Alors, faut-il changer la Ve République et la présidentialisation de sa gouvernance ? Notre culture entretient une image du chef mâle nantis de tous les attributs du pouvoir. Le mâle alpha est l’alpha et l’oméga de la gouvernance. D’ailleurs, n’est-ce pas un fait de nature et universel puisque les animaux vivant en groupes sociaux sont dirigés par des mâles ? La réalité éthologique se révèle bien plus complexe, même chez les espèces comme les gorilles, les babouins hamadryas ou les macaque rhésus dominées par des mâles.

Les décisions vraiment collectives s’observent chez les espèces vivant des groupes composés de plusieurs femelles et mâles adultes et, faut-il le préciser, les plus intelligentes et les plus adaptatives. Les macaques des Célèbes sont connus pour la qualité de leurs relations sociales et leur tolérance. Si les mâles semblent jouer un rôle prépondérant, les décisions collectives se corrèlent moins à leur rang hiérarchique. Elles résultent de chorégraphies complexes entre des individus proposant différentes directions de mouvements et tentant d’être suivis. Le choix de la direction dépend de la majorité de la troupe, ce qui inclut les femelles et leurs clans ; et les plus dominants acceptent la décision collective. Il en va de même chez les singes capucins d’Amérique du sud, connus pour leurs intelligences sociales et économiques. Chez les bonobos, dont la gouvernance repose sur une gynocratie, les femelles influent sur les choix collectifs.
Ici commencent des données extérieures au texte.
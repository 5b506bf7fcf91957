//! # 认证服务
//!
//! 注册、登录（含双因素第二步）、登出、密码重置与邮箱验证。
//! 每次密码或验证码校验的结果都会写入登录历史。

use chrono::{Duration, NaiveDateTime, Utc};
use entity::{user_sessions, users};
use sea_orm::{ActiveModelTrait, ColumnTrait, DatabaseConnection, EntityTrait, QueryFilter, Set};
use serde::{Deserialize, Serialize};
use std::sync::Arc;

use super::challenge::ChallengeSigner;
use super::login_history::{LoginAttempt, LoginHistory, LoginMethod};
use super::password::{hash_password, validate_password, verify_password};
use super::session::{ClientInfo, SessionLedger};
use super::tokens::{generate_token, hash_token};
use super::two_factor::{TwoFactorGate, TwoFactorSetup};
use crate::config::AuthConfig;
use crate::email::EmailClient;
use crate::ensure_valid;
use crate::error::{AuthError, Result};
use crate::logging::{LogComponent, LogStage};
use crate::subscription::Tier;
use crate::{ldebug, linfo, lwarn};

/// 注册请求
#[derive(Debug, Clone, Deserialize)]
pub struct RegisterRequest {
    pub email: String,
    pub password: String,
    #[serde(default)]
    pub name: Option<String>,
}

/// 返回给客户端的用户资料
#[derive(Debug, Clone, Serialize)]
pub struct UserProfile {
    pub id: i32,
    pub email: String,
    pub name: Option<String>,
    pub is_admin: bool,
    pub email_verified: bool,
    pub subscription_tier: Tier,
    pub subscription_status: Option<String>,
    pub subscription_ends_at: Option<NaiveDateTime>,
    pub two_factor_enabled: bool,
    pub last_login: Option<NaiveDateTime>,
    pub created_at: NaiveDateTime,
}

impl From<&users::Model> for UserProfile {
    fn from(user: &users::Model) -> Self {
        Self {
            id: user.id,
            email: user.email.clone(),
            name: user.name.clone(),
            is_admin: user.is_admin,
            email_verified: user.email_verified,
            subscription_tier: Tier::from_name_lenient(&user.subscription_tier),
            subscription_status: user.subscription_status.clone(),
            subscription_ends_at: user.subscription_ends_at,
            two_factor_enabled: user.two_factor_enabled,
            last_login: user.last_login,
            created_at: user.created_at,
        }
    }
}

/// 登录结果
#[derive(Debug, Clone, Serialize)]
#[serde(tag = "status", rename_all = "snake_case")]
pub enum LoginOutcome {
    Authenticated {
        session_token: String,
        user: UserProfile,
    },
    TwoFactorRequired {
        challenge: String,
    },
}

/// 已鉴权的会话及其用户
#[derive(Debug, Clone)]
pub struct AuthenticatedSession {
    pub session: user_sessions::Model,
    pub user: users::Model,
}

/// 规范化邮箱：去空白、转小写
#[must_use]
pub fn normalize_email(email: &str) -> String {
    email.trim().to_ascii_lowercase()
}

/// 认证服务
pub struct AuthService {
    db: Arc<DatabaseConnection>,
    config: AuthConfig,
    app_base_url: String,
    sessions: SessionLedger,
    history: LoginHistory,
    two_factor: TwoFactorGate,
    challenges: ChallengeSigner,
    email: Arc<EmailClient>,
}

impl AuthService {
    #[must_use]
    pub fn new(
        db: Arc<DatabaseConnection>,
        config: &AuthConfig,
        app_base_url: &str,
        email: Arc<EmailClient>,
    ) -> Self {
        Self {
            sessions: SessionLedger::new(db.clone(), config.session_ttl_days),
            history: LoginHistory::new(db.clone()),
            two_factor: TwoFactorGate::new(db.clone(), &config.totp_issuer),
            challenges: ChallengeSigner::new(
                config.challenge_secret.as_deref(),
                config.two_factor_challenge_ttl_secs,
            ),
            db,
            config: config.clone(),
            app_base_url: app_base_url.trim_end_matches('/').to_string(),
            email,
        }
    }

    #[must_use]
    pub const fn sessions(&self) -> &SessionLedger {
        &self.sessions
    }

    #[must_use]
    pub const fn history(&self) -> &LoginHistory {
        &self.history
    }

    #[must_use]
    pub const fn two_factor(&self) -> &TwoFactorGate {
        &self.two_factor
    }

    /// 注册新用户并直接登录
    pub async fn register(&self, request: RegisterRequest, client: &ClientInfo) -> Result<LoginOutcome> {
        let email = normalize_email(&request.email);
        ensure_valid!(
            email.len() >= 3 && email.contains('@'),
            "Invalid email address"
        );
        validate_password(&request.password)?;

        if self.find_by_email(&email).await?.is_some() {
            return Err(AuthError::EmailTaken.into());
        }

        let now = Utc::now().naive_utc();
        let verification_token = generate_token();
        let user = users::ActiveModel {
            email: Set(email.clone()),
            name: Set(request
                .name
                .map(|name| name.trim().to_string())
                .filter(|name| !name.is_empty())),
            password_hash: Set(hash_password(&request.password, self.config.bcrypt_cost)?),
            is_admin: Set(false),
            email_verified: Set(false),
            email_verification_token: Set(Some(hash_token(&verification_token))),
            subscription_tier: Set(Tier::Free.as_str().to_string()),
            two_factor_enabled: Set(false),
            created_at: Set(now),
            updated_at: Set(now),
            ..Default::default()
        }
        .insert(self.db.as_ref())
        .await?;

        linfo!(
            "system",
            LogStage::Authentication,
            LogComponent::Auth,
            "user_registered",
            &format!("Registered user {}", user.id)
        );

        let link = format!("{}/verify-email?token={verification_token}", self.app_base_url);
        if let Err(e) = self.email.send_verification(&user.email, &link).await {
            lwarn!(
                "system",
                LogStage::ExternalApi,
                LogComponent::Email,
                "verification_email_failed",
                &format!("Failed to send verification email to user {}: {e}", user.id)
            );
        }

        self.complete_login(user, None, client).await
    }

    /// 密码登录；启用双因素的用户返回挑战令牌
    pub async fn login(&self, email: &str, password: &str, client: &ClientInfo) -> Result<LoginOutcome> {
        let Some(user) = self.find_by_email(&normalize_email(email)).await? else {
            ldebug!(
                "system",
                LogStage::Authentication,
                LogComponent::Auth,
                "login_unknown_email",
                "Login attempt for unknown email"
            );
            return Err(AuthError::InvalidCredentials.into());
        };

        if !verify_password(password, &user.password_hash) {
            self.history.log_attempt(LoginAttempt::failed(
                user.id,
                LoginMethod::Password,
                client,
                "invalid_password",
            ));
            return Err(AuthError::InvalidCredentials.into());
        }

        if user.two_factor_enabled && user.two_factor_secret.is_some() {
            let challenge = self.challenges.issue(user.id, Utc::now().timestamp())?;
            return Ok(LoginOutcome::TwoFactorRequired { challenge });
        }

        self.complete_login(user, Some(LoginMethod::Password), client).await
    }

    /// 双因素登录第二步
    pub async fn verify_two_factor_login(
        &self,
        challenge: &str,
        code: &str,
        client: &ClientInfo,
    ) -> Result<LoginOutcome> {
        let user_id = self.challenges.verify(challenge, Utc::now().timestamp())?;
        let user = self
            .find_by_id(user_id)
            .await?
            .ok_or(AuthError::ChallengeInvalid)?;

        let Some(secret) = user.two_factor_secret.as_deref().filter(|_| user.two_factor_enabled) else {
            return Err(AuthError::TwoFactorNotConfigured.into());
        };

        if !TwoFactorGate::verify(code, secret) {
            self.history.log_attempt(LoginAttempt::failed(
                user.id,
                LoginMethod::TwoFactor,
                client,
                "invalid_code",
            ));
            return Err(AuthError::InvalidTwoFactorCode.into());
        }

        self.complete_login(user, Some(LoginMethod::TwoFactor), client).await
    }

    async fn complete_login(
        &self,
        user: users::Model,
        method: Option<LoginMethod>,
        client: &ClientInfo,
    ) -> Result<LoginOutcome> {
        let session_token = self.sessions.create_session(user.id, client).await?;

        let now = Utc::now().naive_utc();
        let mut active: users::ActiveModel = user.into();
        active.last_login = Set(Some(now));
        let user = active.update(self.db.as_ref()).await?;

        if let Some(method) = method {
            self.history
                .log_attempt(LoginAttempt::succeeded(user.id, method, client));
        }

        Ok(LoginOutcome::Authenticated {
            session_token,
            user: UserProfile::from(&user),
        })
    }

    /// 登出当前会话
    pub async fn logout(&self, session_token: &str) -> Result<()> {
        self.sessions.revoke_session(session_token).await?;
        Ok(())
    }

    /// 根据会话令牌解析用户；未知、过期或用户已不存在时返回 `None`
    pub async fn authenticate(&self, session_token: &str) -> Result<Option<AuthenticatedSession>> {
        let Some(session) = self.sessions.validate(session_token).await? else {
            return Ok(None);
        };
        Ok(self
            .find_by_id(session.user_id)
            .await?
            .map(|user| AuthenticatedSession { session, user }))
    }

    /// 当前用户资料
    pub async fn me(&self, user_id: i32) -> Result<UserProfile> {
        self.find_by_id(user_id)
            .await?
            .map(|user| UserProfile::from(&user))
            .ok_or_else(|| AuthError::NotAuthenticated.into())
    }

    /// 请求密码重置。邮箱是否存在对外不可区分，始终成功
    pub async fn request_password_reset(&self, email: &str) -> Result<()> {
        let Some(token) = self.issue_password_reset(email).await? else {
            return Ok(());
        };
        let email = normalize_email(email);
        let link = format!("{}/reset-password?token={token}", self.app_base_url);
        if let Err(e) = self
            .email
            .send_password_reset(&email, &link, self.config.password_reset_ttl_minutes)
            .await
        {
            lwarn!(
                "system",
                LogStage::ExternalApi,
                LogComponent::Email,
                "reset_email_failed",
                &format!("Failed to send password reset email: {e}")
            );
        }
        Ok(())
    }

    /// 为用户签发新的重置令牌（覆盖旧令牌），返回明文令牌；用户不存在返回 `None`
    pub async fn issue_password_reset(&self, email: &str) -> Result<Option<String>> {
        let Some(user) = self.find_by_email(&normalize_email(email)).await? else {
            ldebug!(
                "system",
                LogStage::Authentication,
                LogComponent::Auth,
                "reset_unknown_email",
                "Password reset requested for unknown email"
            );
            return Ok(None);
        };

        let token = generate_token();
        let now = Utc::now().naive_utc();
        let user_id = user.id;
        let mut active: users::ActiveModel = user.into();
        active.password_reset_token = Set(Some(hash_token(&token)));
        active.password_reset_expires =
            Set(Some(now + Duration::minutes(self.config.password_reset_ttl_minutes)));
        active.updated_at = Set(now);
        active.update(self.db.as_ref()).await?;

        linfo!(
            "system",
            LogStage::Authentication,
            LogComponent::Auth,
            "password_reset_issued",
            &format!("Issued password reset token for user {user_id}")
        );
        Ok(Some(token))
    }

    /// 使用重置令牌设置新密码；成功后令牌失效并撤销该用户全部会话
    pub async fn reset_password(&self, token: &str, new_password: &str) -> Result<()> {
        validate_password(new_password)?;

        let now = Utc::now().naive_utc();
        let user = users::Entity::find()
            .filter(users::Column::PasswordResetToken.eq(hash_token(token.trim())))
            .filter(users::Column::PasswordResetExpires.gt(now))
            .one(self.db.as_ref())
            .await?
            .ok_or(AuthError::TokenNotFound)?;

        let user_id = user.id;
        let mut active: users::ActiveModel = user.into();
        active.password_hash = Set(hash_password(new_password, self.config.bcrypt_cost)?);
        active.password_reset_token = Set(None);
        active.password_reset_expires = Set(None);
        active.updated_at = Set(now);
        active.update(self.db.as_ref()).await?;

        let revoked = self.sessions.revoke_all_sessions(user_id).await?;
        linfo!(
            "system",
            LogStage::Authentication,
            LogComponent::Auth,
            "password_reset",
            &format!("Password reset for user {user_id}, revoked {revoked} sessions")
        );
        Ok(())
    }

    /// 校验邮箱验证令牌
    pub async fn verify_email(&self, token: &str) -> Result<()> {
        let user = users::Entity::find()
            .filter(users::Column::EmailVerificationToken.eq(hash_token(token.trim())))
            .one(self.db.as_ref())
            .await?
            .ok_or(AuthError::TokenNotFound)?;

        let mut active: users::ActiveModel = user.into();
        active.email_verified = Set(true);
        active.email_verification_token = Set(None);
        active.updated_at = Set(Utc::now().naive_utc());
        active.update(self.db.as_ref()).await?;
        Ok(())
    }

    /// 生成双因素密钥（尚未保存）
    pub fn begin_two_factor_setup(&self, user: &users::Model) -> Result<TwoFactorSetup> {
        self.two_factor.generate_secret(&user.email)
    }

    /// 用户提交密钥和当前验证码后启用双因素认证
    pub async fn enable_two_factor(&self, user_id: i32, secret: &str, code: &str) -> Result<()> {
        if !TwoFactorGate::verify(code, secret) {
            return Err(AuthError::InvalidTwoFactorCode.into());
        }
        self.two_factor.enable(user_id, secret.trim()).await
    }

    /// 凭当前验证码停用双因素认证
    pub async fn disable_two_factor(&self, user: &users::Model, code: &str) -> Result<()> {
        let Some(secret) = user.two_factor_secret.as_deref().filter(|_| user.two_factor_enabled) else {
            return Err(AuthError::TwoFactorNotConfigured.into());
        };
        if !TwoFactorGate::verify(code, secret) {
            return Err(AuthError::InvalidTwoFactorCode.into());
        }
        self.two_factor.disable(user.id).await
    }

    pub async fn find_by_id(&self, user_id: i32) -> Result<Option<users::Model>> {
        Ok(users::Entity::find_by_id(user_id).one(self.db.as_ref()).await?)
    }

    pub async fn find_by_email(&self, email: &str) -> Result<Option<users::Model>> {
        Ok(users::Entity::find()
            .filter(users::Column::Email.eq(email))
            .one(self.db.as_ref())
            .await?)
    }
}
Quant aux autres chimpanzés, très politiques, la dominance du mâle alpha est tempérée par les différents clans, notamment de femelles, et de nombreuses décisions collectives, comme une partie de chasse ou la formation d’un commando pour agresser des voisins, se font sous la direction d’individus reconnus par leurs compétences. Et les babouins jaunes ? Dans ces groupes composés de femelles apparentées et de mâles venant d’autres groupes (non apparentés), la chorégraphie de la décision collective passe par un premier quorum d’un nombre suffisant d’individus pour une direction, puis d’un second quorum avec l’ensemble du groupe. Même les très machistes hamadryas adoptent ce type de décision.

L’article 2 de la Déclaration des droits de l’Homme et du Citoyen évoque des « droits naturels et imprescriptibles ». On avait oublié les droits aux décisions collectives qui, il faut le rappeler, sont une question de gouvernance et pas que de régime politique. Est-ce que les sujets du roi sous l’ancien régime n’avaient pas plus de possibilités de prises de décisions collectives que dans les dérives politico-administratives de notre république ? Ce n’est pas en changeant de république qu’on résoudra cette question fondamentale.

Dans une phrase célèbre, Darwin avait dit « qui a compris le babouin contribue plus à la métaphysique que Locke ». Quand on sait l’importance de Locke sur les fondements de nos démocraties modernes, on peut reprendre le propos en disant que « qui aura compris les babouins jaunes contribuera plus à l’évolution de la gouvernance ».